In vitro evaluation of polyplexes before and after the temperature cycle on HeLa cells. Cells were treated with pDNA (0.50 μg/well) formulated in NPD and PD polyplexes (N/P 10) in serum supplemented culture medium for 6 h. The polyplexes were prepared at either 4 or 37 °C and subsequently subjected to a temperature cycle (4 → 37 → 4 °C and 37 → 4 → 37 °C, respectively). A formulation with l-PEI, 25 kDa (N/P 6) and naked pDNA were added as positive and negative controls, respectively. Transfection efficiency was determined by a luciferase reporter assay (A), and cell viability was determined by an MTS assay (B).

Conclusion

This study shows the successful synthesis of a heterofunctional PEG macroinitiator containing both an ATRP and a RAFT initiator. The use of this novel PEG macroinitiator allows the synthesis of linear triblock copolymers, having a PEG midblock. The combination of two types of controlled polymerization techniques enables the combination of a wide range of monomers into the polymer design. Moreover, the opportunity of using the living chain-ends to further functionalize the final polymer is an attractive tool in the design of polymers for biomedical and pharmaceutical applications. Cationic block copolymers based on PDMAEMA, PEG, and PNIPAM formed complexes with pDNA both at 4 and 37 °C, meaning that the introduction of the thermosensitive PNIPAM block did not compromise the polyplex structure. In addition, thermosensitive NPD polyplexes have a better cytocompatibility than nonthermosensitive PD polyplexes with similar efficiencies of delivering its cargo into HeLa cells, even after multiple temperature changes.
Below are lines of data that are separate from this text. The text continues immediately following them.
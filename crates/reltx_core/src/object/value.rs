//! Property values held by data containers.

use super::ObjectId;
use reltx_storage::StoredValue;
use serde::{Deserialize, Serialize};
use std::fmt;

/// A property value.
///
/// Foreign keys are held as [`Value::Reference`] under the name of the
/// real end-point's property.
#[derive(Debug, Clone, PartialEq, Eq, Serialize, Deserialize)]
#[serde(tag = "type", content = "value", rename_all = "snake_case")]
pub enum Value {
    /// Absent value.
    Null,
    /// Boolean value.
    Bool(bool),
    /// Signed integer value.
    Integer(i64),
    /// Text value.
    Text(String),
    /// Reference to another object.
    Reference(ObjectId),
}

impl Value {
    /// Returns `true` for [`Value::Null`].
    #[must_use]
    pub fn is_null(&self) -> bool {
        matches!(self, Self::Null)
    }

    /// Returns the referenced object, if any.
    #[must_use]
    pub fn as_reference(&self) -> Option<&ObjectId> {
        match self {
            Self::Reference(id) => Some(id),
            _ => None,
        }
    }

    /// Creates a foreign key value.
    #[must_use]
    pub fn from_reference(id: Option<ObjectId>) -> Self {
        id.map_or(Self::Null, Self::Reference)
    }

    /// Converts to the storage representation.
    #[must_use]
    pub fn to_stored(&self) -> StoredValue {
        match self {
            Self::Null => StoredValue::Null,
            Self::Bool(b) => StoredValue::Bool(*b),
            Self::Integer(i) => StoredValue::Integer(*i),
            Self::Text(s) => StoredValue::Text(s.clone()),
            Self::Reference(id) => StoredValue::Reference(id.to_record_key()),
        }
    }

    /// Converts from the storage representation.
    #[must_use]
    pub fn from_stored(value: &StoredValue) -> Self {
        match value {
            StoredValue::Null => Self::Null,
            StoredValue::Bool(b) => Self::Bool(*b),
            StoredValue::Integer(i) => Self::Integer(*i),
            StoredValue::Text(s) => Self::Text(s.clone()),
            StoredValue::Reference(key) => Self::Reference(ObjectId::from_record_key(key)),
        }
    }
}

impl fmt::Display for Value {
    fn fmt(&self, f: &mut fmt::Formatter<'_>) -> fmt::Result {
        match self {
            Self::Null => f.write_str("null"),
            Self::Bool(b) => write!(f, "{b}"),
            Self::Integer(i) => write!(f, "{i}"),
            Self::Text(s) => write!(f, "{s:?}"),
            Self::Reference(id) => write!(f, "{id}"),
        }
    }
}

impl From<bool> for Value {
    fn from(value: bool) -> Self {
        Self::Bool(value)
    }
}

impl From<i64> for Value {
    fn from(value: i64) -> Self {
        Self::Integer(value)
    }
}

impl From<&str> for Value {
    fn from(value: &str) -> Self {
        Self::Text(value.to_string())
    }
}

impl From<String> for Value {
    fn from(value: String) -> Self {
        Self::Text(value)
    }
}
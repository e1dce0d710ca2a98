//! Relation end-point identity.

use crate::error::CoreResult;
use crate::mapping::{EndPointDefinition, MappingConfiguration};
use crate::object::ObjectId;
use std::fmt;

/// Identity of one side of a relation: owning object plus end-point definition.
///
/// The object is `None` for null end-points, i.e. the "other side" of a
/// relation that currently points nowhere.
#[derive(Clone, PartialEq, Eq, PartialOrd, Ord, Hash)]
pub struct RelationEndPointId {
    object_id: Option<ObjectId>,
    definition: EndPointDefinition,
}

impl RelationEndPointId {
    /// Creates an end-point ID.
    #[must_use]
    pub fn new(object_id: Option<ObjectId>, definition: EndPointDefinition) -> Self {
        Self {
            object_id,
            definition,
        }
    }

    /// Creates the end-point ID of `object.property`.
    ///
    /// # Errors
    ///
    /// Returns `UnknownClass` or `UnknownProperty`.
    pub fn for_property(
        mapping: &MappingConfiguration,
        object_id: &ObjectId,
        property: &str,
    ) -> CoreResult<Self> {
        let definition = mapping.end_point_definition(object_id.class_id(), property)?;
        Ok(Self::new(Some(object_id.clone()), definition))
    }

    /// Returns the owning object; `None` for null end-points.
    #[must_use]
    pub fn object_id(&self) -> Option<&ObjectId> {
        self.object_id.as_ref()
    }

    /// Returns the end-point definition.
    #[must_use]
    pub fn definition(&self) -> &EndPointDefinition {
        &self.definition
    }

    /// Whether this end-point is computed from its opposite.
    #[must_use]
    pub fn is_virtual(&self) -> bool {
        self.definition.is_virtual()
    }

    /// Whether this is the anonymous side of a unidirectional relation.
    #[must_use]
    pub fn is_anonymous(&self) -> bool {
        self.definition.is_anonymous()
    }

    /// Whether this ID denotes no end-point at all.
    #[must_use]
    pub fn is_null(&self) -> bool {
        self.object_id.is_none()
    }

    /// Returns the ID of the opposite end-point owned by `opposite_object`.
    #[must_use]
    pub fn opposite(&self, opposite_object: Option<ObjectId>) -> Self {
        Self::new(opposite_object, self.definition.opposite())
    }
}

impl fmt::Debug for RelationEndPointId {
    fn fmt(&self, f: &mut fmt::Formatter<'_>) -> fmt::Result {
        write!(f, "RelationEndPointId({self})")
    }
}

impl fmt::Display for RelationEndPointId {
    fn fmt(&self, f: &mut fmt::Formatter<'_>) -> fmt::Result {
        match &self.object_id {
            Some(object) => write!(f, "{object}/{}", self.definition.full_name()),
            None => write!(f, "null/{}", self.definition.full_name()),
        }
    }
}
Furthermore, results from the time-resolved fluorescence measurements showed that the studied polyplexes have a less dense core compared to polyplexes based on cationic homopolymers such as PEI. Both at 4 and 37 °C, the polyplexes showed to have a dynamic character, meaning that the polymer chains can exchange between the polyplex core and shell. Such a mobility of the polymers allows their uniform redistribution within the polyplex, and this feature is favorable in the context of pDNA release and subsequent improved transfection efficiency, compared to nondynamic formulations. Overall, we demonstrated that different properties can be introduced in the polymer design without compromising the polyplex structure and function. This approach can potentially be used for different applications, such as using the thermosensitive properties to entrap the polyplexes in a thermosensitive hydrogel facilitating local and sustained release of nucleic acids.